Adds ContrastAPI — a free security intelligence plugin with 29 tools.

Tools (29)

Domain Intelligence (10): whois_lookup, dns_lookup, ssl_check, subdomain_enum, domain_report, audit_domain (orchestrated full audit), tech_fingerprint, scan_headers, wayback_lookup, threat_intel

CVE Intelligence (4): cve_lookup, cve_search, exploit_lookup, bulk_cve_lookup (up to 50 CVEs in one call)

Threat Intelligence / IOC (5): ioc_lookup, bulk_ioc_lookup (up to 50 indicators in one call), hash_lookup, phishing_check, threat_report (orchestrated IP threat report — Shodan + AbuseIPDB + ASN)

Network / OSINT (6): ip_lookup, asn_lookup, email_mx, email_disposable, phone_lookup, username_lookup

Code Security (3): check_secrets, check_injection, check_headers

Authentication (1): password_check — HIBP-style breach check.
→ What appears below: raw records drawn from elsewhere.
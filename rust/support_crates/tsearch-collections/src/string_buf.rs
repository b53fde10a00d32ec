use std::ffi::CString;

use tsearch_common::{Result, error::Error};

/// A growable byte buffer used to accumulate token text.
///
/// # Examples
///
/// ```
/// use tsearch_collections::StringBuf;
///
/// let mut buf = StringBuf::from_bytes(b"post").unwrap();
/// buf.extend_from_slice(b"ing").unwrap();
/// buf.push(b's').unwrap();
///
/// assert_eq!(buf.len(), 8);
/// assert_eq!(buf.byte_at(0), b'p');
/// assert_eq!(buf.to_c_string().unwrap().as_bytes(), b"postings");
/// ```
#[derive(Clone, Default, PartialEq, Eq, Hash)]
pub struct StringBuf {
    bytes: Vec<u8>,
}

impl StringBuf {
    /// Creates an empty buffer.
    pub fn new() -> StringBuf {
        StringBuf { bytes: Vec::new() }
    }

    /// Creates a buffer holding a copy of `bytes`.
    pub fn from_bytes(bytes: &[u8]) -> Result<StringBuf> {
        let mut buf = StringBuf::new();
        buf.extend_from_slice(bytes)?;
        Ok(buf)
    }

    /// Number of bytes in the buffer, without any terminator.
    #[inline]
    pub fn len(&self) -> usize {
        self.bytes.len()
    }

    #[inline]
    pub fn is_empty(&self) -> bool {
        self.bytes.is_empty()
    }

    /// Returns the byte at `index`, or `0` when `index` is past the end.
    #[inline]
    pub fn byte_at(&self, index: usize) -> u8 {
        self.bytes.get(index).copied().unwrap_or(0)
    }

    #[inline]
    pub fn as_bytes(&self) -> &[u8] {
        &self.bytes
    }

    /// Appends a single byte.
    pub fn push(&mut self, byte: u8) -> Result<()> {
        self.reserve(1)?;
        self.bytes.push(byte);
        Ok(())
    }

    /// Appends all of `bytes`.
    pub fn extend_from_slice(&mut self, bytes: &[u8]) -> Result<()> {
        self.reserve(bytes.len())?;
        self.bytes.extend_from_slice(bytes);
        Ok(())
    }

    /// Returns a null-terminated copy of the buffer.
    ///
    /// Fails if the buffer itself contains a NUL byte.
    pub fn to_c_string(&self) -> Result<CString> {
        let mut bytes = Vec::new();
        // One extra byte so the terminator fits without reallocating.
        bytes
            .try_reserve_exact(self.bytes.len() + 1)
            .map_err(|e| Error::allocation("string buffer copy", e))?;
        bytes.extend_from_slice(&self.bytes);
        CString::new(bytes).map_err(|e| {
            Error::invalid_arg("bytes", format!("interior NUL at {}", e.nul_position()))
        })
    }

    pub fn clear(&mut self) {
        self.bytes.clear();
    }

    pub fn into_bytes(self) -> Vec<u8> {
        self.bytes
    }

    fn reserve(&mut self, additional: usize) -> Result<()> {
        self.bytes
            .try_reserve(additional)
            .map_err(|e| Error::allocation("string buffer", e))
    }
}

impl std::fmt::Display for StringBuf {
    fn fmt(&self, f: &mut std::fmt::Formatter<'_>) -> std::fmt::Result {
        f.write_str(&String::from_utf8_lossy(&self.bytes))
    }
}

impl std::fmt::Debug for StringBuf {
    fn fmt(&self, f: &mut std::fmt::Formatter<'_>) -> std::fmt::Result {
        f.debug_tuple("StringBuf")
            .field(&String::from_utf8_lossy(&self.bytes))
            .finish()
    }
}

impl From<Vec<u8>> for StringBuf {
    fn from(bytes: Vec<u8>) -> Self {
        StringBuf { bytes }
    }
}

impl AsRef<[u8]> for StringBuf {
    fn as_ref(&self) -> &[u8] {
        &self.bytes
    }
}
The plain-text password is SHA-1 hashed inside the plugin process before any network call. The raw password never leaves the user's host.

Details

  • Free API — no API key required, 100 requests/hour rate limit per IP (1,000/hr Pro)
  • REST API: https://api.contrastcyber.com
  • GitHub: https://github.com/UPinar/contrastapi
  • Also available as: MCP server (29 tools), VS Code extension, npm SDK
  • Listed on: Official MCP Registry (DNS-verified), Smithery (98/100), awesome-mcp-servers, mcp.so, mcpservers.org

Privacy & Data Handling

ContrastAPI does not store the values you submit (domains, IPs, CVE IDs, hashes, code, etc.). Only the endpoint category and a salted HMAC hash of the caller's IP are logged for rate limiting. Verify in real time:

curl https://api.contrastcyber.com/v1/privacy/my-data

This transparency endpoint returns every row the database has about the caller, with deep links back to the source code that enforces the privacy guarantees.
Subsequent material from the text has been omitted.